SEM – as in the combined disciplines of SEO and paid search. (Or Search Engine Advertising, also known as SEA. Sorry, folks. I’ll die on that hill and keep swimming upstream while others are busy rewriting acronyms.)
And while we’re at it, let’s talk about the current split. Half the industry is yelling that AI has changed everything, burned the house down, and we’re all just squatting in the ruins. The other half is clinging to the belief that nothing’s really changed.
New search marketing is still just a few new tools bolted onto the same old playbook. It’s playing out like America’s divisive political climate. We should try harder to get along, but again, let’s not get off topic.
Meanwhile, the guy who just needs new pants is watching another guy with two mismatched monitors and an Imperial Star Destroyer desktop theme break down a pair of pants better than any brand ever has.

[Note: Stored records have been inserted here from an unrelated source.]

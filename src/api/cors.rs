//! CORS headers attached to every response.

use axum::http::{header, HeaderMap, HeaderValue};

use crate::error::ConfigError;

/// Methods the API answers; sent as CORS `Allow-Methods` and as `Allow` on 405.
pub(crate) const ALLOW_METHODS: &str = "GET,HEAD,OPTIONS";
const ALLOW_HEADERS: &str = "Content-Type,X-Amz-Date,Authorization,X-Api-Key,X-Amz-Security-Token";
const PREFLIGHT_MAX_AGE: &str = "86400";

/// Cross-origin policy applied by the dispatcher.
#[derive(Debug, Clone)]
pub struct CorsPolicy {
    allow_origin: HeaderValue,
}

impl CorsPolicy {
    pub fn new(allow_origin: &str) -> Result<Self, ConfigError> {
        let allow_origin =
            HeaderValue::from_str(allow_origin).map_err(|e| ConfigError::Invalid {
                name: "CORS_ALLOW_ORIGIN",
                reason: e.to_string(),
            })?;
        Ok(Self { allow_origin })
    }

    /// Adds the headers every response carries.
    pub fn apply(&self, headers: &mut HeaderMap) {
        headers.insert(
            header::ACCESS_CONTROL_ALLOW_ORIGIN,
            self.allow_origin.clone(),
        );
        headers.insert(
            header::ACCESS_CONTROL_ALLOW_METHODS,
            HeaderValue::from_static(ALLOW_METHODS),
        );
        headers.insert(
            header::ACCESS_CONTROL_ALLOW_HEADERS,
            HeaderValue::from_static(ALLOW_HEADERS),
        );
    }

    /// Adds the common headers plus the preflight cache lifetime.
    pub fn apply_preflight(&self, headers: &mut HeaderMap) {
        self.apply(headers);
        headers.insert(
            header::ACCESS_CONTROL_MAX_AGE,
            HeaderValue::from_static(PREFLIGHT_MAX_AGE),
        );
    }
}

impl Default for CorsPolicy {
    fn default() -> Self {
        Self {
            allow_origin: HeaderValue::from_static("*"),
        }
    }
}

#[cfg(test)]
mod tests {
    use super::*;

    #[test]
    fn test_default_allows_any_origin() {
        let mut headers = HeaderMap::new();
        CorsPolicy::default().apply(&mut headers);

        assert_eq!(headers[header::ACCESS_CONTROL_ALLOW_ORIGIN], "*");
        assert_eq!(headers[header::ACCESS_CONTROL_ALLOW_METHODS], ALLOW_METHODS);
        assert!(!headers.contains_key(header::ACCESS_CONTROL_MAX_AGE));
    }

    #[test]
    fn test_preflight_adds_max_age() {
        let mut headers = HeaderMap::new();
        CorsPolicy::new("https://example.edu")
            .unwrap()
            .apply_preflight(&mut headers);

        assert_eq!(
            headers[header::ACCESS_CONTROL_ALLOW_ORIGIN],
            "https://example.edu"
        );
        assert_eq!(headers[header::ACCESS_CONTROL_MAX_AGE], PREFLIGHT_MAX_AGE);
    }

    #[test]
    fn test_rejects_unencodable_origin() {
        assert!(CorsPolicy::new("bad\norigin").is_err());
    }
}
//! Cache Entry Module
//!
//! Defines the single cached document and the result of a cache read.

use std::sync::Arc;
use std::time::Duration;

use tokio::time::Instant;

use crate::storage::RemoteDocument;

// == Cache Entry ==
/// The cached document with its fetch and validation times.
///
/// Entries are immutable; a refresh or revalidation installs a new one.
#[derive(Debug, Clone)]
pub struct CacheEntry {
    document: Arc<RemoteDocument>,
    fetched_at: Instant,
    validated_at: Instant,
}

impl CacheEntry {
    // == Constructor ==
    /// Wraps a freshly downloaded document.
    pub fn new(document: RemoteDocument) -> Self {
        let now = Instant::now();
        Self {
            document: Arc::new(document),
            fetched_at: now,
            validated_at: now,
        }
    }

    // == Revalidated ==
    /// Same document, confirmed current as of now.
    pub fn revalidated(&self) -> Self {
        Self {
            document: Arc::clone(&self.document),
            fetched_at: self.fetched_at,
            validated_at: Instant::now(),
        }
    }

    pub fn document(&self) -> &RemoteDocument {
        &self.document
    }

    pub fn fetched_at(&self) -> Instant {
        self.fetched_at
    }

    /// Time since the document was last fetched or revalidated.
    pub fn age(&self) -> Duration {
        self.validated_at.elapsed()
    }

    // == Is Fresh ==
    /// Boundary: an entry whose age equals `max_age` is already stale, so a
    /// zero `max_age` revalidates on every read.
    pub fn is_fresh(&self, max_age: Duration) -> bool {
        self.age() < max_age
    }
}

// == Cache Status ==
/// How a read was satisfied.
#[derive(Debug, Clone, PartialEq, Eq)]
pub enum CacheStatus {
    /// Served from memory within the validity window
    Hit,
    /// Downloaded from storage
    Fetched,
    /// Storage confirmed the cached copy is current
    Revalidated,
    /// Refresh failed; previous copy served
    Stale { reason: String },
}

impl CacheStatus {
    /// Value for the `X-Cache` response header.
    pub fn label(&self) -> &'static str {
        match self {
            CacheStatus::Hit => "HIT",
            CacheStatus::Fetched => "MISS",
            CacheStatus::Revalidated => "REVALIDATED",
            CacheStatus::Stale { .. } => "STALE",
        }
    }

    pub fn is_stale(&self) -> bool {
        matches!(self, CacheStatus::Stale { .. })
    }
}

// == Cache Read ==
/// A document handed out by the cache.
#[derive(Debug, Clone)]
pub struct CacheRead {
    pub entry: Arc<CacheEntry>,
    pub status: CacheStatus,
}

impl CacheRead {
    pub fn new(entry: Arc<CacheEntry>, status: CacheStatus) -> Self {
        Self { entry, status }
    }

    pub fn document(&self) -> &RemoteDocument {
        self.entry.document()
    }
}

// == Unit Tests ==
#[cfg(test)]
mod tests {
    use super::*;
    use crate::storage::{ObjectMetadata, StoredObject};

    fn document() -> RemoteDocument {
        RemoteDocument::parse(StoredObject {
            body: bytes::Bytes::from_static(b"{\"k\":1}"),
            metadata: ObjectMetadata::default(),
        })
        .unwrap()
    }

    #[tokio::test(start_paused = true)]
    async fn test_entry_fresh_until_max_age() {
        let entry = CacheEntry::new(document());
        assert!(entry.is_fresh(Duration::from_secs(60)));

        tokio::time::advance(Duration::from_secs(59)).await;
        assert!(entry.is_fresh(Duration::from_secs(60)));

        tokio::time::advance(Duration::from_secs(1)).await;
        assert!(!entry.is_fresh(Duration::from_secs(60)));
    }

    #[tokio::test(start_paused = true)]
    async fn test_zero_max_age_is_never_fresh() {
        let entry = CacheEntry::new(document());
        assert!(!entry.is_fresh(Duration::ZERO));
    }

    #[tokio::test(start_paused = true)]
    async fn test_revalidated_shares_document_and_resets_age() {
        let entry = CacheEntry::new(document());
        tokio::time::advance(Duration::from_secs(120)).await;

        let renewed = entry.revalidated();
        assert!(Arc::ptr_eq(&entry.document, &renewed.document));
        assert_eq!(renewed.fetched_at(), entry.fetched_at());
        assert_eq!(renewed.age(), Duration::ZERO);
        assert_eq!(entry.age(), Duration::from_secs(120));
    }

    #[test]
    fn test_status_labels() {
        assert_eq!(CacheStatus::Hit.label(), "HIT");
        assert_eq!(CacheStatus::Fetched.label(), "MISS");
        assert!(CacheStatus::Stale {
            reason: "down".into()
        }
        .is_stale());
    }
}
//! Error types for the document API
//!
//! Provides unified error handling using thiserror.

use std::time::Duration;

use axum::http::{header, HeaderValue, StatusCode};
use thiserror::Error;

use crate::api::{CorsPolicy, Response};
use crate::models::ErrorBody;

// == Storage Error Enum ==
/// Failure reported by the object store.
///
/// Cloneable so a single refresh result can be handed to every waiter.
#[derive(Error, Debug, Clone, PartialEq, Eq)]
pub enum StorageError {
    /// The bucket or key does not exist
    #[error("NotFound: {0}")]
    NotFound(String),

    /// The caller lacks read permission
    #[error("AccessDenied: {0}")]
    AccessDenied(String),

    /// Network or service fault, safe to retry
    #[error("TransientError: {0}")]
    Transient(String),

    /// The object is not a valid JSON document
    #[error("Malformed: {0}")]
    Malformed(String),
}

impl StorageError {
    /// Returns true if the operation may succeed when attempted again.
    pub fn is_retryable(&self) -> bool {
        matches!(self, StorageError::Transient(_))
    }
}

// == Cache Error Enum ==
/// Failure reported by the document cache.
#[derive(Error, Debug, Clone, PartialEq, Eq)]
pub enum CacheError {
    /// Nothing cached yet and the refresh failed
    #[error("no cached document and refresh failed: {0}")]
    NoDataAvailable(StorageError),
}

// == Config Error Enum ==
/// Invalid or missing configuration.
#[derive(Error, Debug, Clone, PartialEq, Eq)]
pub enum ConfigError {
    /// A required variable is absent
    #[error("missing required environment variable {0}")]
    Missing(&'static str),

    /// A variable is present but unusable
    #[error("invalid value for {name}: {reason}")]
    Invalid { name: &'static str, reason: String },
}

// == Api Error Enum ==
/// Error surfaced to HTTP callers as a structured JSON body.
#[derive(Error, Debug, Clone, PartialEq, Eq)]
pub enum ApiError {
    /// No logical resource at the requested path
    #[error("{0}")]
    NotFound(String),

    /// Request could not be interpreted
    #[error("{0}")]
    BadRequest(String),

    /// Method not supported on the matched resource
    #[error("method {method} not allowed, expected one of {allow}")]
    MethodNotAllowed { method: String, allow: &'static str },

    /// Cache empty and storage unavailable
    #[error("{0}")]
    NoDataAvailable(StorageError),

    /// Invocation exceeded its budget
    #[error("request exceeded its {}ms budget", .0.as_millis())]
    Timeout(Duration),

    /// Unexpected fault inside request handling
    #[error("{0}")]
    Internal(String),
}

impl ApiError {
    /// HTTP status for this error.
    pub fn status(&self) -> StatusCode {
        match self {
            ApiError::NotFound(_) => StatusCode::NOT_FOUND,
            ApiError::BadRequest(_) => StatusCode::BAD_REQUEST,
            ApiError::MethodNotAllowed { .. } => StatusCode::METHOD_NOT_ALLOWED,
            ApiError::NoDataAvailable(_) => StatusCode::BAD_GATEWAY,
            ApiError::Timeout(_) => StatusCode::GATEWAY_TIMEOUT,
            ApiError::Internal(_) => StatusCode::INTERNAL_SERVER_ERROR,
        }
    }

    /// Stable machine-readable error name.
    pub fn code(&self) -> &'static str {
        match self {
            ApiError::NotFound(_) => "NotFound",
            ApiError::BadRequest(_) => "BadRequest",
            ApiError::MethodNotAllowed { .. } => "MethodNotAllowed",
            ApiError::NoDataAvailable(_) => "NoDataAvailable",
            ApiError::Timeout(_) => "Timeout",
            ApiError::Internal(_) => "InternalError",
        }
    }

    // == Into Response ==
    /// Renders the error as `{error, detail}` with CORS headers attached.
    pub fn into_response(self, cors: &CorsPolicy) -> Response {
        let body = ErrorBody::new(self.code(), self.to_string());
        let mut response = Response::json(self.status(), &body);

        response
            .headers
            .insert(header::CACHE_CONTROL, HeaderValue::from_static("no-store"));
        if let ApiError::MethodNotAllowed { allow, .. } = &self {
            response
                .headers
                .insert(header::ALLOW, HeaderValue::from_static(*allow));
        }

        cors.apply(&mut response.headers);
        response
    }
}

impl From<CacheError> for ApiError {
    fn from(err: CacheError) -> Self {
        match err {
            CacheError::NoDataAvailable(cause) => ApiError::NoDataAvailable(cause),
        }
    }
}

// == Result Type Alias ==
/// Convenience Result type for request handling.
pub type Result<T> = std::result::Result<T, ApiError>;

It was better because it was genuine and relatable. I saw myself.
Humans who buy pants online aren’t living extreme close-up explainer flashing text video lives, but people, please, try and focus on the topic at hand.
That’s the moment. I searched for those pants and because I believed “ObinWand2000,” I bought a pair. Now I have seven. One for each day of the week in different colors, because having seven of the same color would be a little crazy.
These pants are the best dang go anywhere, do anything, fluid resistant, no iron wash in the sink, hang dry ones I’ve ever seen or heard about.
A brand I trust with big seven-figure budgets and the top-ranked content wasn’t from an influencer or a sponsored post. It was from a guy with fewer than 5,000 followers who just happened to deliver the most honest, relevant, and useful review out there.
That’s the shift.
What AI is doing in its current, glitchy, overly confident state is reviving the spirit of early search. Not the cluttered, over-optimized, pay-to-play version we’ve been stuck in.
The original idea: that the most valuable voice wins. Not the loudest. Not the richest. Not the most frequent.
And whether by design, or algorithmic accident, that’s the kind of search revival I can get behind.
So, before we call this the end of search as we know it, maybe it’s worth asking: what if it’s just the beginning of search as it should have been?
Less noise. More value. And finally – mercifully – fewer people trying to sell us the wheel when they still can’t fix the flat.